If you are already building Snap packages, I guess you know what an “interface” is in the world for Snapcraft. However it seems, the terminology may not be very clear for someone who doesn’t know anything (my developer friends and colleagues) about Snap. So I just wanted to clearly write this one out so that it becomes clear for people coming from Android App development background. I like to think that “permissions” in Android and “interfaces” in Snap world are pretty much interchangeable. I have done a fair amount of Android App development (professionally and privately) in the past six years and have been involved in the Snapcraft ecosystem almost since it’s inception.

Before going into further details I think it’d make sense to clear some of the Snapcraft terminologies as well.

  • Snapcraft is the name of the wider project, which involves the build tools, the public Store, the daemon that runs on your computer to manage and update snap packages.
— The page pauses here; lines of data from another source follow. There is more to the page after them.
#[cfg(test)]
mod tests {
    use super::*;
    use crate::media::{PlayPolicy, SimulatedMediaElement};

    const SRC: &str = "http://localhost:8000/api/files/audio/story.mp3";

    fn controller(policy: PlayPolicy) -> PlaybackController<SimulatedMediaElement> {
        PlaybackController::new(Arc::new(SimulatedMediaElement::with_policy(policy)), SRC)
    }

    #[test]
    fn format_time_examples() {
        assert_eq!(format_time(0.0), "0:00");
        assert_eq!(format_time(65.0), "1:05");
        assert_eq!(format_time(-3.0), "0:00");
        assert_eq!(format_time(3599.0), "59:59");
        assert_eq!(format_time(3600.0), "60:00");
        assert_eq!(format_time(59.999), "0:59");
        assert_eq!(format_time(f64::NAN), "0:00");
        assert_eq!(format_time(f64::INFINITY), "0:00");
    }

    #[test]
    fn starts_paused_with_unknown_duration() {
        let player = controller(PlayPolicy::Allow);

        assert_eq!(player.state(), PlaybackState::default());
        assert_eq!(player.element().src(), SRC);
        assert_eq!(player.element().listener_count(), MediaEventKind::ALL.len());
        assert_eq!(player.view().time_text, "0:00 / 0:00");
        assert_eq!(player.seek_max(), 1.0);
    }

    #[test]
    fn toggle_is_optimistic_then_confirmed() {
        let player = controller(PlayPolicy::Allow);

        player.toggle_playback();
        assert!(player.is_playing());
        player.element().flush();
        assert!(player.is_playing());

        player.toggle_playback();
        assert!(!player.is_playing());
        player.element().flush();
        assert!(!player.is_playing());
        assert!(player.element().paused());
    }

    #[test]
    fn rejected_play_reconciles_to_paused() {
        let player = controller(PlayPolicy::Reject);

        player.toggle_playback();
        assert!(player.is_playing());

        player.element().flush();
        assert!(!player.is_playing());
    }

    #[test]
    fn deferred_play_settles_from_events() {
        let player = controller(PlayPolicy::Defer);

        player.toggle_playback();
        assert!(player.is_playing());
        player.element().flush();
        assert!(player.is_playing());

        player.element().resolve_pending_play(false);
        player.element().flush();
        assert!(!player.is_playing());
    }

    #[test]
    fn media_key_play_outlives_a_late_rejection() {
        let player = controller(PlayPolicy::Defer);

        player.toggle_playback();
        player.element().flush();
        player.element().external_play();
        player.element().flush();
        player.element().resolve_pending_play(false);
        player.element().flush();
        player.element().advance(5.0);
        player.element().flush();

        assert!(!player.element().paused());
        assert!(player.is_playing());
        assert_eq!(player.state().current_time_seconds, 5.0);
    }

    #[test]
    fn rejection_follows_the_reported_paused_state() {
        let mut state = PlaybackState {
            is_playing: true,
            ..PlaybackState::default()
        };

        state.apply(&MediaEvent::PlaybackRejected {
            reason: "NotAllowedError".to_string(),
            paused: false,
        });
        assert!(state.is_playing);

        state.apply(&MediaEvent::PlaybackRejected {
            reason: "NotAllowedError".to_string(),
            paused: true,
        });
        assert!(!state.is_playing);
    }

    #[test]
    fn ended_always_stops_playing() {
        let player = controller(PlayPolicy::Allow);
        player.element().load_metadata(3.0);
        player.toggle_playback();
        player.element().flush();
        assert!(player.is_playing());

        player.element().advance(5.0);
        player.element().flush();
        assert!(!player.is_playing());
        assert_eq!(player.state().current_time_seconds, 3.0);

        // ended with nothing playing
        let mut state = PlaybackState::default();
        state.apply(&MediaEvent::Ended);
        assert!(!state.is_playing);
        state.is_playing = true;
        state.apply(&MediaEvent::Ended);
        assert!(!state.is_playing);
    }

    #[test]
    fn external_pause_and_play_are_mirrored() {
        let player = controller(PlayPolicy::Allow);

        player.element().external_play();
        player.element().flush();
        assert!(player.is_playing());

        player.element().external_pause();
        player.element().flush();
        assert!(!player.is_playing());
    }

    #[test]
    fn seek_updates_position_immediately() {
        let player = controller(PlayPolicy::Allow);
        player.element().load_metadata(120.0);
        player.element().flush();

        player.seek_to(30.0);
        assert_eq!(player.state().current_time_seconds, 30.0);
        assert_eq!(player.element().current_time(), 30.0);

        player.element().flush();
        assert_eq!(player.state().current_time_seconds, 30.0);

        player.seek_to(-5.0);
        assert_eq!(player.state().current_time_seconds, 0.0);

        player.seek_to(f64::NAN);
        assert_eq!(player.state().current_time_seconds, 0.0);
    }

    #[test]
    fn range_seek_clamps_to_range() {
        let player = controller(PlayPolicy::Allow);

        player.seek_from_range(10.0);
        assert_eq!(player.state().current_time_seconds, 1.0);

        player.element().load_metadata(90.0);
        player.element().flush();
        player.seek_from_range(200.0);
        assert_eq!(player.state().current_time_seconds, 90.0);
    }

    #[test]
    fn volume_is_stored_exactly() {
        let player = controller(PlayPolicy::Allow);

        for volume in [0.0, 0.01, 0.1, 0.33, 0.5, 0.7, 0.99, 1.0, 1.0 / 3.0] {
            player.set_volume(volume);
            assert_eq!(player.state().volume, volume);
            assert_eq!(player.element().volume(), volume);
        }

        player.set_volume(1.5);
        assert_eq!(player.state().volume, 1.0);
        player.set_volume(f64::NAN);
        assert_eq!(player.state().volume, 1.0);
    }

    #[test]
    fn metadata_duration_falls_back_to_zero() {
        let player = controller(PlayPolicy::Allow);

        player.element().load_metadata(f64::NAN);
        player.element().flush();
        assert_eq!(player.state().duration_seconds, 0.0);

        player.element().load_metadata(f64::INFINITY);
        player.element().flush();
        assert_eq!(player.state().duration_seconds, 0.0);

        player.element().load_metadata(125.5);
        player.element().flush();
        assert_eq!(player.state().duration_seconds, 125.5);
        assert_eq!(player.view().time_text, "0:00 / 2:05");
    }

    #[test]
    fn changing_source_resets_everything_but_volume() {
        let player = controller(PlayPolicy::Allow);
        player.set_volume(0.4);
        player.element().load_metadata(60.0);
        player.toggle_playback();
        player.element().advance(12.0);
        player.element().flush();

        player.set_source("http://localhost:8000/api/files/audio/other.mp3");

        let state = player.state();
        assert!(!state.is_playing);
        assert_eq!(state.current_time_seconds, 0.0);
        assert_eq!(state.duration_seconds, 0.0);
        assert_eq!(state.volume, 0.4);

        // nothing from the previous source arrives afterwards
        player.element().flush();
        assert_eq!(player.state(), state);
    }

    #[test]
    fn teardown_stops_event_delivery() {
        let mut player = controller(PlayPolicy::Allow);
        player.teardown();
        player.teardown();

        assert!(!player.is_attached());
        assert_eq!(player.element().listener_count(), 0);

        player.element().external_play();
        player.element().flush();
        assert!(!player.is_playing());
    }

    #[test]
    fn dropping_the_controller_detaches() {
        let element = Arc::new(SimulatedMediaElement::new());
        {
            let _player = PlaybackController::new(Arc::clone(&element), SRC);
            assert_eq!(element.listener_count(), MediaEventKind::ALL.len());
        }
        assert_eq!(element.listener_count(), 0);
    }

    #[test]
    fn view_follows_playing_state() {
        let mut state = PlaybackState {
            is_playing: false,
            current_time_seconds: 30.0,
            duration_seconds: 120.0,
            volume: 0.8,
        };

        let paused = PlayerView::from_state(&state);
        assert!(!paused.show_equalizer);
        assert_eq!(paused.toggle_label, "Play");
        assert_eq!(paused.class, "audio-player");
        assert_eq!(paused.progress_percent, 25.0);
        assert_eq!(paused.seek_max, 120.0);
        assert_eq!(paused.time_text, "0:30 / 2:00");

        state.is_playing = true;
        let playing = PlayerView::from_state(&state);
        assert!(playing.show_equalizer);
        assert_eq!(playing.toggle_label, "Pause");
        assert_eq!(playing.class, "audio-player playing");
    }
}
However snapcraft is also the name of the command line tool that is used to actually build snap packages, confusing ? yeah, a bit!
  • Snapd is the software and daemon that runs on your computer to install/remove/update snap packages both from the Snap store or a locally built one. The CLI tool is called snap

Android App permissions

In Android, if an app wants to access geolocation, it has to “request” the OS for it’s permissions, which then pops up a dialog that the user sees, in that dialog the user may choose to grant the requesting app the permission to use geolocation or deny it.
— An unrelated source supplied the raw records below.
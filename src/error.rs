use thiserror::Error;

#[derive(Debug, Error)]
pub enum Error {
    #[error("invalid URL {value:?}: {source}")]
    InvalidUrl {
        value: String,
        source: url::ParseError,
    },

    #[error("URL {0} cannot be used as an API base")]
    CannotBeABase(String),

    #[error("invalid port {0:?}")]
    InvalidPort(String),

    #[error("invalid volume {0:?}, expected a number between 0 and 1")]
    InvalidVolume(String),

    #[error("unknown story flavor {0:?}")]
    UnknownFlavor(String),

    #[error("failed to decode payload: {0}")]
    Decode(#[from] serde_json::Error),
}

pub type Result<T, E = Error> = std::result::Result<T, E>;
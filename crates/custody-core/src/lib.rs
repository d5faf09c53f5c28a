//! Custodial balance ledger.
//!
//! The ledger holds native value on behalf of accounts and exposes four
//! operations, each taking the calling account explicitly:
//!
//! * [`Ledger::deposit`] credits the caller.
//! * [`Ledger::withdraw`] debits the caller and then pays the value out
//!   through a [`Payout`]; the debit is committed before the payout runs.
//! * [`Ledger::send_to`] moves value to another account, routing a
//!   proportional fee (see [`fee`]) to the configured fee recipient.
//! * [`Ledger::set_basis_point`] lets the operator retune the fee rate,
//!   never above [`fee::BASE`].
//!
//! Rejected calls leave the ledger untouched and return a [`LedgerError`].

pub mod access;
pub mod config;
pub mod fee;
pub mod ledger;
pub mod payout;
pub mod snapshot;
pub mod units;

mod error;

pub use error::LedgerError;
pub use fee::{compute_fee, BasisPoints, FeeQuote, BASE};
pub use ledger::{Ledger, LedgerEvent, LedgerGenesis};
pub use payout::{Payout, PayoutError, RecordedPayouts};
pub use snapshot::LedgerSnapshot;

/// Account identifier.
pub type Address = String;

/// Native value in base units.
pub type Amount = u128;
It is also pertinent to mention that some permissions like INTERNET only needs to be added to AndroidManifest.xml file and the user is not asked if the App should be allowed to access the internet.

Snap Permissions

In the classic Linux packaging like deb and rpm, the installation is mostly the extraction of the relevant software into the rootfs and some scripts get run (as root!) during the installation process. After that the software has unrestricted access to the system, it can access different hardware devices, can read the whole filesystem and even change it.

However the above stuff is quite different for a Snap package, a snap package’s build configuration is a simple yaml file, that defines what system resources the snap is expected to access, like the network, usb camera, opengl or the sound server etc. Specifically that gets defined under the plugs stanza, similar to how permissions are defined in AndroidManifest.xml.
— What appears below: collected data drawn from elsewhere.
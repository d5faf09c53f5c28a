use serde::{Deserialize, Serialize};

use crate::{Address, LedgerError};

/// The single privileged identity allowed to retune the ledger.
#[derive(Clone, Debug, PartialEq, Eq, Serialize, Deserialize)]
pub struct AccessControl {
    operator: Address,
}

impl AccessControl {
    pub fn new(operator: impl Into<Address>) -> Self {
        Self {
            operator: operator.into(),
        }
    }

    pub fn operator(&self) -> &Address {
        &self.operator
    }

    pub fn is_operator(&self, caller: &str) -> bool {
        self.operator == caller
    }

    pub fn authorize(&self, caller: &str) -> Result<(), LedgerError> {
        if self.is_operator(caller) {
            Ok(())
        } else {
            Err(LedgerError::Unauthorized {
                caller: caller.to_string(),
            })
        }
    }
}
Just like the INTERNET permission in Android, there are multiple such interfaces in the snap-world that are pre-granted or “connected” as you would call it in the snap world.

For interfaces that are deemed sensitive for auto-connection, there is a process by which an app developer can request the snap store admins to grant their snap the permissions to automatically connect a specific interface on installation. That process is documented here. The developers mostly need to justify why their App needs permission to access a certain system resource.

One thing that is missing currently is that there is no way for a software to request the system to prompt the user to grant permissions for an interface. I think something like that could help circumvent the need for asking the Snap store admins. Hopefully we can have that feature some day as well.

That mostly concludes this article. We have been using Snap packages for building a commercial product and have been using them on a Yocto-based system. I will be writing quite a bit more in the coming days and months about that journey.